A tuning fork based wide range mechanical characterization tool with nanorobotic manipulators inside a scanning electron microscope.

This study proposes a tuning fork probe based nanomanipulation robotic system for mechanical characterization of ultraflexible nanostructures under scanning electron microscope. The force gradient is measured via the frequency modulation of a quartz tuning fork and two nanomanipulators are used for manipulation of the nanostructures. Two techniques are proposed for attaching the nanostructure to the tip of the tuning fork probe. The first technique involves gluing the nanostructure for full range characterization whereas the second technique uses van der Waals and electrostatic forces in order to avoid destroying the nanostructure.
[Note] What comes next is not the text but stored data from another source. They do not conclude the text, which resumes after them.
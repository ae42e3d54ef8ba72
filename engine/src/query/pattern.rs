//! Triple patterns and the index path used to answer them.
//!
//! A pattern has three items. Each is classified once, when the pattern is
//! built:
//!
//! - `Constant`: a fixed term the triple must carry at that position
//! - `Variable`: the first occurrence of a variable, which it binds
//! - `RepeatedVariable`: a later occurrence of the same variable, which only
//!   constrains the triple to carry the same term at both positions
//!
//! The occurrence map (variable name to positions) and the index path are
//! computed at the same time and never change afterwards.

use std::collections::{BTreeMap, BTreeSet};
use std::fmt;

use super::error::PatternError;
use super::format::{NTriplesFormatter, TermFormatter};
use crate::term::{Position, Term, Variable};

/// One position of a triple pattern.
#[derive(Debug, Clone, PartialEq, Eq, Hash)]
pub enum PatternItem {
    Constant(Term),
    Variable(Variable),
    RepeatedVariable(Variable),
}

impl PatternItem {
    /// A constant item.
    pub fn constant(term: impl Into<Term>) -> Self {
        Self::Constant(term.into())
    }

    /// A variable item.
    pub fn variable(name: impl Into<String>) -> Self {
        Self::Variable(Variable::new(name))
    }

    /// The variable at this position, whether first or repeated.
    #[must_use]
    pub const fn as_variable(&self) -> Option<&Variable> {
        match self {
            Self::Constant(_) => None,
            Self::Variable(v) | Self::RepeatedVariable(v) => Some(v),
        }
    }

    /// The constant term at this position.
    #[must_use]
    pub const fn as_constant(&self) -> Option<&Term> {
        match self {
            Self::Constant(term) => Some(term),
            Self::Variable(_) | Self::RepeatedVariable(_) => None,
        }
    }

    fn render(&self, formatter: &dyn TermFormatter) -> String {
        match self {
            Self::Constant(term) => formatter.format_term(term),
            Self::Variable(v) | Self::RepeatedVariable(v) => v.to_string(),
        }
    }
}

impl From<Term> for PatternItem {
    fn from(term: Term) -> Self {
        Self::Constant(term)
    }
}

impl From<Variable> for PatternItem {
    fn from(variable: Variable) -> Self {
        Self::Variable(variable)
    }
}

/// How a lookup reaches the dataset.
#[derive(Debug, Clone, Copy, PartialEq, Eq, Hash)]
pub enum IndexPath {
    BySubject,
    ByPredicate,
    ByObject,
    BySubjectPredicate,
    BySubjectObject,
    ByPredicateObject,
    /// All three positions are known: test for the exact triple.
    Contains,
    FullScan,
}

impl IndexPath {
    /// Pick the path for a set of bound positions.
    #[must_use]
    pub const fn for_bound(subject: bool, predicate: bool, object: bool) -> Self {
        match (subject, predicate, object) {
            (true, true, true) => Self::Contains,
            (true, true, false) => Self::BySubjectPredicate,
            (true, false, true) => Self::BySubjectObject,
            (false, true, true) => Self::ByPredicateObject,
            (true, false, false) => Self::BySubject,
            (false, true, false) => Self::ByPredicate,
            (false, false, true) => Self::ByObject,
            (false, false, false) => Self::FullScan,
        }
    }

    /// The path to use when two-term indexes may be unavailable.
    ///
    /// Without full indexing a two-term path falls back to its most selective
    /// single term: subject first, then object, then predicate.
    #[must_use]
    pub const fn effective(self, full_indexing: bool) -> Self {
        if full_indexing {
            return self;
        }
        match self {
            Self::BySubjectPredicate | Self::BySubjectObject => Self::BySubject,
            Self::ByPredicateObject => Self::ByObject,
            other => other,
        }
    }

    /// The positions whose terms form the lookup key.
    #[must_use]
    pub const fn key_positions(self) -> &'static [Position] {
        match self {
            Self::BySubject => &[Position::Subject],
            Self::ByPredicate => &[Position::Predicate],
            Self::ByObject => &[Position::Object],
            Self::BySubjectPredicate => &[Position::Subject, Position::Predicate],
            Self::BySubjectObject => &[Position::Subject, Position::Object],
            Self::ByPredicateObject => &[Position::Predicate, Position::Object],
            Self::Contains => &Position::ALL,
            Self::FullScan => &[],
        }
    }
}

impl fmt::Display for IndexPath {
    fn fmt(&self, f: &mut fmt::Formatter<'_>) -> fmt::Result {
        let name = match self {
            Self::BySubject => "by-subject",
            Self::ByPredicate => "by-predicate",
            Self::ByObject => "by-object",
            Self::BySubjectPredicate => "by-subject-predicate",
            Self::BySubjectObject => "by-subject-object",
            Self::ByPredicateObject => "by-predicate-object",
            Self::Contains => "contains",
            Self::FullScan => "full-scan",
        };
        f.write_str(name)
    }
}

/// A triple pattern: three classified items plus the data derived from them.
#[derive(Debug, Clone, PartialEq, Eq)]
pub struct TriplePattern {
    items: [PatternItem; 3],
    occurrences: BTreeMap<String, Vec<Position>>,
    index_path: IndexPath,
}

impl TriplePattern {
    /// Build a pattern, classifying repeated variables.
    ///
    /// # Errors
    ///
    /// Returns an error if the predicate is a constant that is not an IRI.
    pub fn new(
        subject: impl Into<PatternItem>,
        predicate: impl Into<PatternItem>,
        object: impl Into<PatternItem>,
    ) -> Result<Self, PatternError> {
        let raw = [subject.into(), predicate.into(), object.into()];

        if let PatternItem::Constant(term) = &raw[Position::Predicate.index()] {
            if !term.is_named_node() {
                return Err(PatternError::InvalidPredicate(term.clone()));
            }
        }

        let mut occurrences: BTreeMap<String, Vec<Position>> = BTreeMap::new();
        let items = Position::ALL.map(|position| {
            match &raw[position.index()] {
                PatternItem::Constant(term) => PatternItem::Constant(term.clone()),
                PatternItem::Variable(v) | PatternItem::RepeatedVariable(v) => {
                    let seen = occurrences.entry(v.name.clone()).or_default();
                    let first = seen.is_empty();
                    seen.push(position);
                    if first {
                        PatternItem::Variable(v.clone())
                    } else {
                        PatternItem::RepeatedVariable(v.clone())
                    }
                }
            }
        });

        let bound = |position: Position| items[position.index()].as_constant().is_some();
        let index_path = IndexPath::for_bound(
            bound(Position::Subject),
            bound(Position::Predicate),
            bound(Position::Object),
        );

        Ok(Self {
            items,
            occurrences,
            index_path,
        })
    }

    /// The item at the given position.
    #[must_use]
    pub const fn get(&self, position: Position) -> &PatternItem {
        &self.items[position.index()]
    }

    /// Map from each variable name to the positions it occupies, in order.
    #[must_use]
    pub const fn occurrences(&self) -> &BTreeMap<String, Vec<Position>> {
        &self.occurrences
    }

    /// The index path implied by the constant positions.
    #[must_use]
    pub const fn index_path(&self) -> IndexPath {
        self.index_path
    }

    /// The distinct variable names of the pattern.
    #[must_use]
    pub fn variables(&self) -> BTreeSet<String> {
        self.occurrences.keys().cloned().collect()
    }

    /// Check if the pattern has no variables.
    #[must_use]
    pub fn is_ground(&self) -> bool {
        self.occurrences.is_empty()
    }

    /// Render as `(triple s p o)`.
    #[must_use]
    pub fn render(&self, formatter: &dyn TermFormatter) -> String {
        format!(
            "(triple {} {} {})",
            self.items[0].render(formatter),
            self.items[1].render(formatter),
            self.items[2].render(formatter)
        )
    }
}

impl fmt::Display for TriplePattern {
    fn fmt(&self, f: &mut fmt::Formatter<'_>) -> fmt::Result {
        f.write_str(&self.render(&NTriplesFormatter))
    }
}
Helical nanobelts (HNB) are proposed for the demonstration of the setup. The nonlinear stiffness behavior of HNBs during their full range tensile studies is clearly revealed for the first time. Using the first technique, this was between 0.009 N/m for rest position and 0.297 N/m before breaking of the HNB with a resolution of 0.0031 N/m. For the second experiment, this was between 0.014 N/m for rest position and 0.378 N/m before detaching of the HNB with a resolution of 0.0006 N/m. This shows the wide range sensing of the system for potential applications in mechanical property characterization of ultraflexible nanostructures.

Piezoresistive InGaAs/GaAs nanosprings with metal connectors.

This paper presents the fabrication, assembly, and characterization of piezoresistive nanosprings for creating nanoelectromechanical systems. The fabrication process is based on conventional microfabrication techniques to create a planar pattern in a 27nm thick, n-type InGaAs/GaAs bilayer that self-forms into three-dimensional structures during a wet etch release. As the nanosprings have lower doped thin and flexible layers, small metal pads have been attached to both sides for achieving stable ohmic contact with electrodes. Nanorobotic manipulation is applied to assemble the nanosprings between electrodes using electron-beam-induced deposition inside a scanning electron microscope, and the bridged nanosprings were then characterized for electromechanical properties. With their strong piezoresistive response, low stiffness, large-displacement capability, and excellent fatigue resistance, they are well-suited to function as sensing elements in high-resolution, large-range electromechanical sensors.